WHAT YOU HAVE TO DO:
Go through the records below and return each line that has "ProtocolError" in it.

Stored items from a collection
* * *

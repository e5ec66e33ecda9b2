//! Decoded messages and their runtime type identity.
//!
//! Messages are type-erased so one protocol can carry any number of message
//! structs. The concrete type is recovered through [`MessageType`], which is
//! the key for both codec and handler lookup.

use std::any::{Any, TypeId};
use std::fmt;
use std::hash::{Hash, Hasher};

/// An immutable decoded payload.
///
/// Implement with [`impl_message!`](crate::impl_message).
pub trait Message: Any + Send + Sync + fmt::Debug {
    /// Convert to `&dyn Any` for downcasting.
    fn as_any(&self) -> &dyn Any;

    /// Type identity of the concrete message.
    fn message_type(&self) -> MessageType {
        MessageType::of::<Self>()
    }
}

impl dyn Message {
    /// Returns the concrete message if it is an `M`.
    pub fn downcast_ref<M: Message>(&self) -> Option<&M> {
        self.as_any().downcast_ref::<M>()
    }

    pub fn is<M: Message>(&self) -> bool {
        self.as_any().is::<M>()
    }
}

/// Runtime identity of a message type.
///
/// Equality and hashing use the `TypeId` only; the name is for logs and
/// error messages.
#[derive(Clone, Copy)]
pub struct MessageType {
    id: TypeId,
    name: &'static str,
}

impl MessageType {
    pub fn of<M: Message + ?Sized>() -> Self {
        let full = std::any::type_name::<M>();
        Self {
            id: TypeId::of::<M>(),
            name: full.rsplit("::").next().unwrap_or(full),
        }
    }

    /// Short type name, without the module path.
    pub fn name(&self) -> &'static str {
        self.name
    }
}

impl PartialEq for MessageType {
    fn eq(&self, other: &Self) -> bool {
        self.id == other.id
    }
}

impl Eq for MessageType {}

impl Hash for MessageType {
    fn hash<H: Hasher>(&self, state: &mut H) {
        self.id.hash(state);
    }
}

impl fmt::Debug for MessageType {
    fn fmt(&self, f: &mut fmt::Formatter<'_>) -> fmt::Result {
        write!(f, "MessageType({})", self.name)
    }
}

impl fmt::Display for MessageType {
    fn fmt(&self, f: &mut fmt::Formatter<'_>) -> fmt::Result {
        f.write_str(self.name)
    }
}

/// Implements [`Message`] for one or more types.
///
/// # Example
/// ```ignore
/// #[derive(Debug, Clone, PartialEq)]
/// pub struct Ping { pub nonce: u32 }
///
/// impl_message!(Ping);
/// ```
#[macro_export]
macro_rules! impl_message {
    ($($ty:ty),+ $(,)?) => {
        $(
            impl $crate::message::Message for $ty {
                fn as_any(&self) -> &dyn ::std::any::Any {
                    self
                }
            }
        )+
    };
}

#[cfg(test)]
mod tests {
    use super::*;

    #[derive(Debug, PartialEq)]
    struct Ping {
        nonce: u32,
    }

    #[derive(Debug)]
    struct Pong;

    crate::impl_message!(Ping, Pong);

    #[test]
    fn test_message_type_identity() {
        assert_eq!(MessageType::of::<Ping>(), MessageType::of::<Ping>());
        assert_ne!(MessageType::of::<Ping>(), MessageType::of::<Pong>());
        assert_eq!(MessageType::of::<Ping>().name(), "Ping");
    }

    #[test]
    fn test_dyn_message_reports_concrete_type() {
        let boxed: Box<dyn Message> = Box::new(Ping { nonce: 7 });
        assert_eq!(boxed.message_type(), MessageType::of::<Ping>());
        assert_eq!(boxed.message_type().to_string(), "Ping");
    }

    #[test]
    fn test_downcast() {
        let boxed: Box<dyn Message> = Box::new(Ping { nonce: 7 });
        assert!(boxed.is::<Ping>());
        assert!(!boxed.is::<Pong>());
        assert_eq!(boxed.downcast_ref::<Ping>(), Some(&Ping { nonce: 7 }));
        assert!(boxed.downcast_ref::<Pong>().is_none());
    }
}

* * *

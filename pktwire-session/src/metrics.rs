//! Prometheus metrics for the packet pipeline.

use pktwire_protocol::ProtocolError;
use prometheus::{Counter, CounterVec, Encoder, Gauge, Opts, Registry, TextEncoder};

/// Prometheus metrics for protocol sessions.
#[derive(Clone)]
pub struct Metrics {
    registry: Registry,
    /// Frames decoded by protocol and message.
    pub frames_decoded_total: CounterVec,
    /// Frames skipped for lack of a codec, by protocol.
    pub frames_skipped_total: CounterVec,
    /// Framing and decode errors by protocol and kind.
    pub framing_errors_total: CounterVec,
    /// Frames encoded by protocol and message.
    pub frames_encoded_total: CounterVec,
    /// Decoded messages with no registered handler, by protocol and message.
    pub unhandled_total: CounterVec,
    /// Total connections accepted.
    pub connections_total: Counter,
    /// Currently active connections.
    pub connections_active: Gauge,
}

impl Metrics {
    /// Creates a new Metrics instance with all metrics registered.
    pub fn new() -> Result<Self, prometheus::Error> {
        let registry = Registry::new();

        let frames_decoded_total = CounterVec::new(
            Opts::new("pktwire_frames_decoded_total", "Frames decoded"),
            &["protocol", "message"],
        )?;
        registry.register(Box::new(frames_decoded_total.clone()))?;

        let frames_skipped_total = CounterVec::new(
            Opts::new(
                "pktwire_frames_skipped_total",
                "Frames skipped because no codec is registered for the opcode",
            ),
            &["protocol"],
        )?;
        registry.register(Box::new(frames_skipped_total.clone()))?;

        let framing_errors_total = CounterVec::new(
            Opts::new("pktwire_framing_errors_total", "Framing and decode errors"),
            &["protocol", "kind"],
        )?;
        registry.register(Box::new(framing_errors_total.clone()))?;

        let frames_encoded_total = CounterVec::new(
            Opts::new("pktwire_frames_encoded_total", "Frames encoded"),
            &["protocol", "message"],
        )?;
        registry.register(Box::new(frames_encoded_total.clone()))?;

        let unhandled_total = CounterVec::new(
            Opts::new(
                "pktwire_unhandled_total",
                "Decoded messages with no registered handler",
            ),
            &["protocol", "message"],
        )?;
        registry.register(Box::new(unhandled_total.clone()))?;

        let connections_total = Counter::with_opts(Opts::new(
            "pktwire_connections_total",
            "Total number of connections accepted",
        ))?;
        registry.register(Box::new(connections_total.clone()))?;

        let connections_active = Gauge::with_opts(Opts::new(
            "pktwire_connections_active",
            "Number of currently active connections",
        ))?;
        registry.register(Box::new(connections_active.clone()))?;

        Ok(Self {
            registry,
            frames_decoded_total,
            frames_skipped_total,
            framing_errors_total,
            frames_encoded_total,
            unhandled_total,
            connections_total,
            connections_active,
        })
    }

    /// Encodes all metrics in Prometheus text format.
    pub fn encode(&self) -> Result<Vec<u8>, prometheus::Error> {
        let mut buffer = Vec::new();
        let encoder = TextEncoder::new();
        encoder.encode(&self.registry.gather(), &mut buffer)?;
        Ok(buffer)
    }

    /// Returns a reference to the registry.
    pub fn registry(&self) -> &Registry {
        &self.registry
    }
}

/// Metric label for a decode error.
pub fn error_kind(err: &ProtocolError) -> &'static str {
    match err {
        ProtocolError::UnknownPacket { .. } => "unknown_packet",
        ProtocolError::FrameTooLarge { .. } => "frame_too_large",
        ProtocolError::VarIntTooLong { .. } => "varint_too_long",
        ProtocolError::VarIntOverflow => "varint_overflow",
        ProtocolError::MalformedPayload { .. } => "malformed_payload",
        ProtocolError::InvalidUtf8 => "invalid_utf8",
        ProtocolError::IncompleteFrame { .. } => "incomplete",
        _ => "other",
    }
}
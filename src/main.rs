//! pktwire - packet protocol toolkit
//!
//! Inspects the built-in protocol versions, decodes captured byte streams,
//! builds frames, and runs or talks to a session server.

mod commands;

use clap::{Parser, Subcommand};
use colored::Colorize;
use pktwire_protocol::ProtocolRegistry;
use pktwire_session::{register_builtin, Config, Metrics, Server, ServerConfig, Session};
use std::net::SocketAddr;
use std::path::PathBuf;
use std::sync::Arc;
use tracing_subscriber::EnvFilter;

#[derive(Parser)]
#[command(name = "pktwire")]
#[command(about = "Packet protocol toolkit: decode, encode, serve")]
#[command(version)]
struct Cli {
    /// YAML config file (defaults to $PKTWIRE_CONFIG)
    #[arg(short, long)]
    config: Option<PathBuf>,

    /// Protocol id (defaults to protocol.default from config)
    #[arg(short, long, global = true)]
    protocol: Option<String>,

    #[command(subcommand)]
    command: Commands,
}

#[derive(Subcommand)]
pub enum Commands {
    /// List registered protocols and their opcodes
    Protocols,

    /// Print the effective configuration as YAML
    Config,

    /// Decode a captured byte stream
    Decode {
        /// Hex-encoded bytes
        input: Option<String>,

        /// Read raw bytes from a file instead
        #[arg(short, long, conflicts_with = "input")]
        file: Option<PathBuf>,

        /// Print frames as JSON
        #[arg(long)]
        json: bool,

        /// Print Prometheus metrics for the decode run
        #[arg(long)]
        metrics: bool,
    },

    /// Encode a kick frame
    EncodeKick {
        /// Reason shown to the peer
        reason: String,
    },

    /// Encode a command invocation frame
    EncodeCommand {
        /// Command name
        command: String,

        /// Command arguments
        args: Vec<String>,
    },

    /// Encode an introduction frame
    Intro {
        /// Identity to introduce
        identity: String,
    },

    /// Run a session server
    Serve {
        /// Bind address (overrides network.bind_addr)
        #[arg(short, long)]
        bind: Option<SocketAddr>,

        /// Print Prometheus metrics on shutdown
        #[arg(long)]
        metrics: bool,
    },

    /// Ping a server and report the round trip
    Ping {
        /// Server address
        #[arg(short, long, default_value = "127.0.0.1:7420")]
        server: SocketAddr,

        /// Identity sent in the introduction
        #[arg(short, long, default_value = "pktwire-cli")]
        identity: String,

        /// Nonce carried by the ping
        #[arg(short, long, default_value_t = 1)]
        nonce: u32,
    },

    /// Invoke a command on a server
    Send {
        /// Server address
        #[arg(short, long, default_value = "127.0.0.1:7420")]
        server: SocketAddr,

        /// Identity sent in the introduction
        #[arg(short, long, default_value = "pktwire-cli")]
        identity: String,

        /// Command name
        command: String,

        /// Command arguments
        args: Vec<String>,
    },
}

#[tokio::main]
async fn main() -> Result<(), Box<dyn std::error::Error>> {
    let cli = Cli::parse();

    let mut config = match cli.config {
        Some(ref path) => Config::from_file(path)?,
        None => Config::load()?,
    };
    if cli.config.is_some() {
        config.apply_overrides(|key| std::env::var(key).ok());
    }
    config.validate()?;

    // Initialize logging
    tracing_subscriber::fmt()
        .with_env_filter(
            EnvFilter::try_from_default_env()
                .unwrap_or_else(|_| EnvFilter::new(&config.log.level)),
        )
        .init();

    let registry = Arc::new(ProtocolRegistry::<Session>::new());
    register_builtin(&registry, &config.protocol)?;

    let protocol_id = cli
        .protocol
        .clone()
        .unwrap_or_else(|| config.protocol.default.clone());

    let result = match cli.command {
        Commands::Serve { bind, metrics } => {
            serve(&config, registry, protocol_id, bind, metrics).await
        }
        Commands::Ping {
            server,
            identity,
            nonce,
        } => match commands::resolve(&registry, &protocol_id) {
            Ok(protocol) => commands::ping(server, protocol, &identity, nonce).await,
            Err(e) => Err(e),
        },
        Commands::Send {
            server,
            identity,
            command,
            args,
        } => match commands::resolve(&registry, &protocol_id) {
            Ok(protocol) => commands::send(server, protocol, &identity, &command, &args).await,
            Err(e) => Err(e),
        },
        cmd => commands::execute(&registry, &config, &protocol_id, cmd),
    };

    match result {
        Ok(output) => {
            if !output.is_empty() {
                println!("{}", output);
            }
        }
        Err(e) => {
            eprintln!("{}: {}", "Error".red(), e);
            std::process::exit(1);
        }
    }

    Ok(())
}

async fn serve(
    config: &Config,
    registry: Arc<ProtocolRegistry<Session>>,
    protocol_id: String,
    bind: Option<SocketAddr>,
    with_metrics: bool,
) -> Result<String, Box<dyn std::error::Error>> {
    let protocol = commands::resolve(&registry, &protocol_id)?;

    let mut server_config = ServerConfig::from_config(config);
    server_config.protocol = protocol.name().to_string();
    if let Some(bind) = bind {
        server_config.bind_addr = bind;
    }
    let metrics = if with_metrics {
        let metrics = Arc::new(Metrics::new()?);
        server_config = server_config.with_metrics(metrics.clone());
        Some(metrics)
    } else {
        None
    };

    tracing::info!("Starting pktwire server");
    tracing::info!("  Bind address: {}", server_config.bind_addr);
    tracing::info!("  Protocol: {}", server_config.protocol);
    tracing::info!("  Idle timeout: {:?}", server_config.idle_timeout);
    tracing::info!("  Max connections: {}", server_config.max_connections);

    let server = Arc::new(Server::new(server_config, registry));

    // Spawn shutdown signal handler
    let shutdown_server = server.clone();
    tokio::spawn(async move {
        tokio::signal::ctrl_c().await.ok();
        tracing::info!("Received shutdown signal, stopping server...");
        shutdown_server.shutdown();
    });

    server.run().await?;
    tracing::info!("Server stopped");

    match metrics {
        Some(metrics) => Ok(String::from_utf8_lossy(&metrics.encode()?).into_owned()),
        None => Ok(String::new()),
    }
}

* * *

YOUR RESPONSE:
use pktwire_protocol::ProtocolError;
pub fn error_kind(err: &ProtocolError) -> &'static str {
        ProtocolError::UnknownPacket { .. } => "unknown_packet",
        ProtocolError::FrameTooLarge { .. } => "frame_too_large",
        ProtocolError::VarIntTooLong { .. } => "varint_too_long",
        ProtocolError::VarIntOverflow => "varint_overflow",
        ProtocolError::MalformedPayload { .. } => "malformed_payload",
        ProtocolError::InvalidUtf8 => "invalid_utf8",
        ProtocolError::IncompleteFrame { .. } => "incomplete",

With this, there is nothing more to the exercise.